START Material for this exercise

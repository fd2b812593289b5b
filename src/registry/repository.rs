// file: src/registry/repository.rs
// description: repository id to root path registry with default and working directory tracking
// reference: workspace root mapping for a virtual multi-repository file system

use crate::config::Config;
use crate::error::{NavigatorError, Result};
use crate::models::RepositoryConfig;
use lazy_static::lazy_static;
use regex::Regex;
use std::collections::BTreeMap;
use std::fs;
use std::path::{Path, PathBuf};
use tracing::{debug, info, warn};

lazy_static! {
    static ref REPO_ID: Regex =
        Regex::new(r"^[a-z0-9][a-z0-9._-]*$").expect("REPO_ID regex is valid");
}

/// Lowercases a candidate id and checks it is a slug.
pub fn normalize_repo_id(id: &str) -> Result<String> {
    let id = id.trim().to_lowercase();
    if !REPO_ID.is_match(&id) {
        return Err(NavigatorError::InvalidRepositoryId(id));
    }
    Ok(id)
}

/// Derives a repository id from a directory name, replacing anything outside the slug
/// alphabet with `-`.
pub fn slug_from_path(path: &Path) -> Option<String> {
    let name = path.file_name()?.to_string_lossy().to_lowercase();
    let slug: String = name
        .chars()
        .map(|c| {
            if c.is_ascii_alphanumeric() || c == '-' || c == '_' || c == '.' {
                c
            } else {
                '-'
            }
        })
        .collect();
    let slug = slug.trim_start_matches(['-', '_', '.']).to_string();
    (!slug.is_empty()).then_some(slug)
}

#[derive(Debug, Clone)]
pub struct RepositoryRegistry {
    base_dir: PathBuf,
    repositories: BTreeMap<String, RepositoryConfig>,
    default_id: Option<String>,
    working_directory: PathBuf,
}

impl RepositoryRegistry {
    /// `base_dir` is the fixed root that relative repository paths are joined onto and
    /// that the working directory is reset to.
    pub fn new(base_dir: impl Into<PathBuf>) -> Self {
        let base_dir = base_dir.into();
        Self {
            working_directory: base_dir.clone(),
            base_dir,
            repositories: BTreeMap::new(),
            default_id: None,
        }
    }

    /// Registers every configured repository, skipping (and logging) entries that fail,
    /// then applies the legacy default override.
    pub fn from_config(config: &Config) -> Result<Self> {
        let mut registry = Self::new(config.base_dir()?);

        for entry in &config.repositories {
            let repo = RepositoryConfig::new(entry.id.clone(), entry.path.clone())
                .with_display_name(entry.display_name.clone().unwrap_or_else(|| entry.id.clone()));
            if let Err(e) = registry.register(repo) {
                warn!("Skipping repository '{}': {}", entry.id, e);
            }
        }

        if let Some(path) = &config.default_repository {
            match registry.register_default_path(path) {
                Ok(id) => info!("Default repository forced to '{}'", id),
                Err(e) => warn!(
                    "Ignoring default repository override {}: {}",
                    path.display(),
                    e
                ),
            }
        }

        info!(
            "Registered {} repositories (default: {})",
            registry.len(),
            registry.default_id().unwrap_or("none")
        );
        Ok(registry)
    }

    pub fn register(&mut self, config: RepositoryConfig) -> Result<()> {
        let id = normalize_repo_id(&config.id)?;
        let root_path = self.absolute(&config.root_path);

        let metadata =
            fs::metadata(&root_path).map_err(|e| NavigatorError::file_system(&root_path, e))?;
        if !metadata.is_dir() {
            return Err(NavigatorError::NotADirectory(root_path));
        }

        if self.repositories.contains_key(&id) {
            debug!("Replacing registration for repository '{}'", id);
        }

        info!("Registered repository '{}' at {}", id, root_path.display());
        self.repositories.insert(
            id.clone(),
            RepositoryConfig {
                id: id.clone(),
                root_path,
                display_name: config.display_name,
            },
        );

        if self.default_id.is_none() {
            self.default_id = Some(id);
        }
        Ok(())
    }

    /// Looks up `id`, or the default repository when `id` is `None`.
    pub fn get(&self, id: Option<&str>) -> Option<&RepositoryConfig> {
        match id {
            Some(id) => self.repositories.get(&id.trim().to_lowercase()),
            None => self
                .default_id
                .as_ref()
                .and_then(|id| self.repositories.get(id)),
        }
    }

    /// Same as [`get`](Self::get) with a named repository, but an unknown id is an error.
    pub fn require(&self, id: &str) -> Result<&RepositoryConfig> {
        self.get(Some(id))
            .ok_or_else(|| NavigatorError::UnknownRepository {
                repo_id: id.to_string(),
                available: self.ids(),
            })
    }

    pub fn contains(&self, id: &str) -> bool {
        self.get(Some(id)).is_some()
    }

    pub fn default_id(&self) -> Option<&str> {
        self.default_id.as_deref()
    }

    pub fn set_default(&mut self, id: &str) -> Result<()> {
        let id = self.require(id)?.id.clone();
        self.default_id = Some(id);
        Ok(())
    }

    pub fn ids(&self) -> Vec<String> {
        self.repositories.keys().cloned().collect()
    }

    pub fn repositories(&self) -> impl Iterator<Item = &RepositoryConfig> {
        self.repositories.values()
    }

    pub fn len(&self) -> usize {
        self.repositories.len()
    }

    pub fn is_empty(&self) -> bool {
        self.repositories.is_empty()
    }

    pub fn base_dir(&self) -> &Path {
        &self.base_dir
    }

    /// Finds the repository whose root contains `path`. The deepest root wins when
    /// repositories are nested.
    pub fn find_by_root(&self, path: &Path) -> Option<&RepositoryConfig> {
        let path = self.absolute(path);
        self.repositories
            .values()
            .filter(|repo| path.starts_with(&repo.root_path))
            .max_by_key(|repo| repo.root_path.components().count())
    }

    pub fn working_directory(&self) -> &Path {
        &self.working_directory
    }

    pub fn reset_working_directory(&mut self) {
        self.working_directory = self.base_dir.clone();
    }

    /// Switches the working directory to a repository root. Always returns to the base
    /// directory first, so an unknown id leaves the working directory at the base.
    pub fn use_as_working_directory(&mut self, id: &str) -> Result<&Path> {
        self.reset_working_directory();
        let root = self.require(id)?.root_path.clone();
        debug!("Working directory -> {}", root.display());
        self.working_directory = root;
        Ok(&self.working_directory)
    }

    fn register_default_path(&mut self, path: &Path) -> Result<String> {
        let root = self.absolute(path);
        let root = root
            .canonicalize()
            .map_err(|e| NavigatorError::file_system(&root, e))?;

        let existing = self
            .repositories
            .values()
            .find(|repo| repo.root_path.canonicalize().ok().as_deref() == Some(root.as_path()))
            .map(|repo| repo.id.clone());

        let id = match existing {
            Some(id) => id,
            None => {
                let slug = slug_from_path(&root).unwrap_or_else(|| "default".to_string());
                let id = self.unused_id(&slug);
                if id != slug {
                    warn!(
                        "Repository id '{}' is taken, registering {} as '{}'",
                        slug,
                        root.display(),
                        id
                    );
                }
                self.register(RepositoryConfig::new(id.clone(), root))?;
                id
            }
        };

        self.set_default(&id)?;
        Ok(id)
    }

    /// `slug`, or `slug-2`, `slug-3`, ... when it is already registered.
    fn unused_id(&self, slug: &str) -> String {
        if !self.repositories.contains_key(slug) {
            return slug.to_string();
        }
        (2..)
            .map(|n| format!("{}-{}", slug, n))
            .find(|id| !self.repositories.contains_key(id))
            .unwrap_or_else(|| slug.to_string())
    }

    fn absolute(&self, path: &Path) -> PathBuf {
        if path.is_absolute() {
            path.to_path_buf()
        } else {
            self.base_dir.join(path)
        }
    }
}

END Material for this exercise
START Material for this exercise

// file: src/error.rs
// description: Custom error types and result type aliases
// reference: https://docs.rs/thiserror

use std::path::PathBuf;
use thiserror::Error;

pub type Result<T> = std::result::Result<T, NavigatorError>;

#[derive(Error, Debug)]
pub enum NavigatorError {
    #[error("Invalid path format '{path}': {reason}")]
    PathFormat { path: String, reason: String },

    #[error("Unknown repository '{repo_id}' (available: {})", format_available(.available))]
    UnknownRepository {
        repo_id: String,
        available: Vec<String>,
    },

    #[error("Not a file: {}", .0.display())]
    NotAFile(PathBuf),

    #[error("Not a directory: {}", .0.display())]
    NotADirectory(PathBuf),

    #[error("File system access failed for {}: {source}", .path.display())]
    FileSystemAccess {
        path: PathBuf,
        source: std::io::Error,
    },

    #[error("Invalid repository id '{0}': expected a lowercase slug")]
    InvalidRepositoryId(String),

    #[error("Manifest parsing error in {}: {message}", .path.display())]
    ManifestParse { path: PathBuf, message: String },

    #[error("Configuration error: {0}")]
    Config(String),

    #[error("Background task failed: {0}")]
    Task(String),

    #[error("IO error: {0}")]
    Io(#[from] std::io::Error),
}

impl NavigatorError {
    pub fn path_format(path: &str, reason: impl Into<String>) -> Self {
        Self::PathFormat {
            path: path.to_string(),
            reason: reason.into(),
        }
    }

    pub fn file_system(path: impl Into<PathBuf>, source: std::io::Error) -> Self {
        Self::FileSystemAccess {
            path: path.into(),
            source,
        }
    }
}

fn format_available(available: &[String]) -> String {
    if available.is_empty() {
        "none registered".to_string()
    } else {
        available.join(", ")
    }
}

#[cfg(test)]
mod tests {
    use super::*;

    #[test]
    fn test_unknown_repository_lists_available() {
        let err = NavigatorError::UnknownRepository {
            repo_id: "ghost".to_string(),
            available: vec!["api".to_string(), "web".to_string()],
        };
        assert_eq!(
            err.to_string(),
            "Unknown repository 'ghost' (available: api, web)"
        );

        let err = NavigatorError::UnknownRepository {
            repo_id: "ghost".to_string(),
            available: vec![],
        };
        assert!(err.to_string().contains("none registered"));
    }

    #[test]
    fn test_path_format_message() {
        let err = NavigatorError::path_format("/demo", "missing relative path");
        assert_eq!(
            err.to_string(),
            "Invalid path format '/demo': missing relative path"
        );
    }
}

END Material for this exercise
START Material for this exercise

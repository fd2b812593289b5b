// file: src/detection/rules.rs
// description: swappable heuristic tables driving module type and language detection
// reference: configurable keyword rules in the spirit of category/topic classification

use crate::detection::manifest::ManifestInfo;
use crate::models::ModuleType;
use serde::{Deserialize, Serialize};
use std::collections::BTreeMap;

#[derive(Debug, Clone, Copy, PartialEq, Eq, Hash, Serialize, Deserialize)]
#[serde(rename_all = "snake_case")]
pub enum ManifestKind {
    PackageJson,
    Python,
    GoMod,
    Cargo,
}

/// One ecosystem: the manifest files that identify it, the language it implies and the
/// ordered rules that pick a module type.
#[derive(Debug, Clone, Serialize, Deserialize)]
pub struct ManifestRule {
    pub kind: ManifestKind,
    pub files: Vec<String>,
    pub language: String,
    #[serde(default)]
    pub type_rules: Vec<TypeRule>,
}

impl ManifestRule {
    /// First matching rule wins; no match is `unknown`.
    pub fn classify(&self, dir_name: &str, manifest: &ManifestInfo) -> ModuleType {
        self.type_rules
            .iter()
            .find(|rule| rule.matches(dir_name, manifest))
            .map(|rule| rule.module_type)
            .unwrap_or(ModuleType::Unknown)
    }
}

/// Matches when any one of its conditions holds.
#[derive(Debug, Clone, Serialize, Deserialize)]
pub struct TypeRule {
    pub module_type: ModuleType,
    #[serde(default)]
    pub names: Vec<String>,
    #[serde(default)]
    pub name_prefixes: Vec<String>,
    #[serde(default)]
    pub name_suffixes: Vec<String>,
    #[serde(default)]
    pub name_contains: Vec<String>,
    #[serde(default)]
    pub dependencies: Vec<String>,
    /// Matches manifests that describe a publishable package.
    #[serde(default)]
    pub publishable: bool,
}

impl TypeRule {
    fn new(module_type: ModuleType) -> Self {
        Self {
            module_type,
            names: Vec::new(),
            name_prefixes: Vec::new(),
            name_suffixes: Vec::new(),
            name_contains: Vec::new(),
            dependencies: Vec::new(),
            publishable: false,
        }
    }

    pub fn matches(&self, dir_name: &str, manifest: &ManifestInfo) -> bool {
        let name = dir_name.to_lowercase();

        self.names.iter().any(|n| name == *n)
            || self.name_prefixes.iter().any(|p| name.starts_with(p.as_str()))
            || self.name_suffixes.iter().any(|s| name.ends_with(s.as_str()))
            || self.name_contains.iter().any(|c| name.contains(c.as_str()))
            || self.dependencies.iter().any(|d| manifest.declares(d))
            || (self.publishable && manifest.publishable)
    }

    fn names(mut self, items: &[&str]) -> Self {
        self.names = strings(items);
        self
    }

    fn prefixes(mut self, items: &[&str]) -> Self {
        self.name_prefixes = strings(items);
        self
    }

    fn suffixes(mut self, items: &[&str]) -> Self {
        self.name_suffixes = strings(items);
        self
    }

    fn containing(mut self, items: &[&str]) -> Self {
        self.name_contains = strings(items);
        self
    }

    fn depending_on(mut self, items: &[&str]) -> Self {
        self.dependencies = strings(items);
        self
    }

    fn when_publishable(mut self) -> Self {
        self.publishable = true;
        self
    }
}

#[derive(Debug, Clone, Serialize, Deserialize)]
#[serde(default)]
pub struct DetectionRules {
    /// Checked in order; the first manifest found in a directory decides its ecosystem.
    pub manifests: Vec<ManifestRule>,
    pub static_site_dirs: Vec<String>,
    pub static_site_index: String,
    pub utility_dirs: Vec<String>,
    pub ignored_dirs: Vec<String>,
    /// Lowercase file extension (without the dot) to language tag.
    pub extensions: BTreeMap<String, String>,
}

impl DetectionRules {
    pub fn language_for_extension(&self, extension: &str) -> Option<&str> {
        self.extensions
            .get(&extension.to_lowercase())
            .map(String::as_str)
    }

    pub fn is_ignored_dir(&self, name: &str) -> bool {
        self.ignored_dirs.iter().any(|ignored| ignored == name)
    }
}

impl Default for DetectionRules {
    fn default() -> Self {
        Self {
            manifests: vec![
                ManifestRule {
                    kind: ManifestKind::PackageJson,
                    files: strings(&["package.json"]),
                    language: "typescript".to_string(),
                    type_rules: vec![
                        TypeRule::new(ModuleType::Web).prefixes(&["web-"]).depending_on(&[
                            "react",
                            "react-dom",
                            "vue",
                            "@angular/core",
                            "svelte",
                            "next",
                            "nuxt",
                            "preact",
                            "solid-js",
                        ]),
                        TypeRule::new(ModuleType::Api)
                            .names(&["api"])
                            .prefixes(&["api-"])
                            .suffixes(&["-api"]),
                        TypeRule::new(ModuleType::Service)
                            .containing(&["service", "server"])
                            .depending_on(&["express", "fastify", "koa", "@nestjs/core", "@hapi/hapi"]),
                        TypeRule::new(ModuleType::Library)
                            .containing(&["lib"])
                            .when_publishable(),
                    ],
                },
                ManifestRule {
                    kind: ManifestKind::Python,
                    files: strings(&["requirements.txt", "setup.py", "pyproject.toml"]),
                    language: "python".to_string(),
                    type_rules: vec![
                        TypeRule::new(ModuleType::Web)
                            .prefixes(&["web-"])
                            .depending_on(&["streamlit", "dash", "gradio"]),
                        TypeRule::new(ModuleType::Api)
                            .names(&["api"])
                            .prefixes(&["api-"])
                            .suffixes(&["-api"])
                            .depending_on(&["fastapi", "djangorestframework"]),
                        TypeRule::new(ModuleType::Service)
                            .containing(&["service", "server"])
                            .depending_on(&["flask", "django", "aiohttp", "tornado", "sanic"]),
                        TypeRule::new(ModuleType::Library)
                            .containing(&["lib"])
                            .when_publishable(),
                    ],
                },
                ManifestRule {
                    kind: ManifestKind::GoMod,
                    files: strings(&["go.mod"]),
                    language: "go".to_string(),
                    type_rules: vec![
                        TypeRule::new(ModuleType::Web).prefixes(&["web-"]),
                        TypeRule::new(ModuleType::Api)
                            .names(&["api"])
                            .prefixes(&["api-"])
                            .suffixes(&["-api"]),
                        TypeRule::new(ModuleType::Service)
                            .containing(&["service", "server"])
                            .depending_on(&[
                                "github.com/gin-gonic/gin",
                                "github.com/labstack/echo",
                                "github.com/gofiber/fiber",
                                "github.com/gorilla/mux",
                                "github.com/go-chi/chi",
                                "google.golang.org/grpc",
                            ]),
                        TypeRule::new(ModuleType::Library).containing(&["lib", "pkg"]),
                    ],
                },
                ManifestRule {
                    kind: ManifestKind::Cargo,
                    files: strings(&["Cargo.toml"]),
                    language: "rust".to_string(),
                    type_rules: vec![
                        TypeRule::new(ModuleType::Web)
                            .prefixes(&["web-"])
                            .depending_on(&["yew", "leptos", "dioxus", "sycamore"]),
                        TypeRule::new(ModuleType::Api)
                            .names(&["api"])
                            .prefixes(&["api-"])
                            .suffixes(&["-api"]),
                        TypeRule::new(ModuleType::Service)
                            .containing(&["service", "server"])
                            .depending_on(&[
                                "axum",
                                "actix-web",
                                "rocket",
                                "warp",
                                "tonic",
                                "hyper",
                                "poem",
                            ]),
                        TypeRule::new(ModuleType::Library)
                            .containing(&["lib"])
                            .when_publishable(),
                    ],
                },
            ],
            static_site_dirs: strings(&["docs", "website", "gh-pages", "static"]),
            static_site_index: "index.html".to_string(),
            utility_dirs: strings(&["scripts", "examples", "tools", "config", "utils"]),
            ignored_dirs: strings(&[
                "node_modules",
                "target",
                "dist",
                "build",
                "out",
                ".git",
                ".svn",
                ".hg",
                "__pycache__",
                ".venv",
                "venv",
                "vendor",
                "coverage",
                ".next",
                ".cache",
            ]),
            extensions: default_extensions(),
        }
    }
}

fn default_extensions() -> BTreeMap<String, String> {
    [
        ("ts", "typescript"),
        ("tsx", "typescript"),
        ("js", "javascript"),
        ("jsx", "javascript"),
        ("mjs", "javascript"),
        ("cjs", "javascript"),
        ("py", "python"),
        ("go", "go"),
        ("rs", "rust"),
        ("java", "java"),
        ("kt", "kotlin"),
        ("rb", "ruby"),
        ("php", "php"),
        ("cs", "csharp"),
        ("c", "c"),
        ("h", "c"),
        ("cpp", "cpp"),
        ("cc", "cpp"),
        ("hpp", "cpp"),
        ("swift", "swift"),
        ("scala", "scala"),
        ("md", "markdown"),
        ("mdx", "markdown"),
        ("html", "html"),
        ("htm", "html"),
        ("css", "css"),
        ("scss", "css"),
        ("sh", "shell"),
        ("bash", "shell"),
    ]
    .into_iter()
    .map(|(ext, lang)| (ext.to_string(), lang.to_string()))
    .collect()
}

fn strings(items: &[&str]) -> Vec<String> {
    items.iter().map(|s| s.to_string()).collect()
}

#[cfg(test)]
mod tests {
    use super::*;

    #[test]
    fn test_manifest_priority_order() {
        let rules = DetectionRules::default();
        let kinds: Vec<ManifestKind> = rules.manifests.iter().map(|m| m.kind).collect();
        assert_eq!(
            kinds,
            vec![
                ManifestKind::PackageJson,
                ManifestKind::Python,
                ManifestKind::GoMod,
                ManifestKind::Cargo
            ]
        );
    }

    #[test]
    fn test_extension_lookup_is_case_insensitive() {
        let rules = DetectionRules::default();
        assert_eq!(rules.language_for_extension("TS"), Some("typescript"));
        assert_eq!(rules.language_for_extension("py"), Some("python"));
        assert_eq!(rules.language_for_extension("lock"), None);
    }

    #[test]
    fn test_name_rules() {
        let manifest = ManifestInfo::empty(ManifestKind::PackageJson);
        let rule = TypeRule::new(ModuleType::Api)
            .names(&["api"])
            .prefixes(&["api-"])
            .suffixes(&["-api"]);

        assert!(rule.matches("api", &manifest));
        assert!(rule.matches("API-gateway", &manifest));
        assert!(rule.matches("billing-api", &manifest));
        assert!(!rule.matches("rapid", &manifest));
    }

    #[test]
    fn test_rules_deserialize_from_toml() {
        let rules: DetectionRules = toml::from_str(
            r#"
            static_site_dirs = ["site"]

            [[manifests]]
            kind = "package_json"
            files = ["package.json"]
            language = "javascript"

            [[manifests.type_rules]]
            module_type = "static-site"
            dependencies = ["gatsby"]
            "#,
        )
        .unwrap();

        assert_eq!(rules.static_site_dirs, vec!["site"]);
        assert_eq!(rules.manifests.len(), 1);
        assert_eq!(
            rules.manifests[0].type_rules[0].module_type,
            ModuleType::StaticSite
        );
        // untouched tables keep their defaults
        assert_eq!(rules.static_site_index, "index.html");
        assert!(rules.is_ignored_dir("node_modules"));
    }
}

END Material for this exercise

Exercise =
State in a single number how many lines in the data include the word "docs".

Exercise solution =
2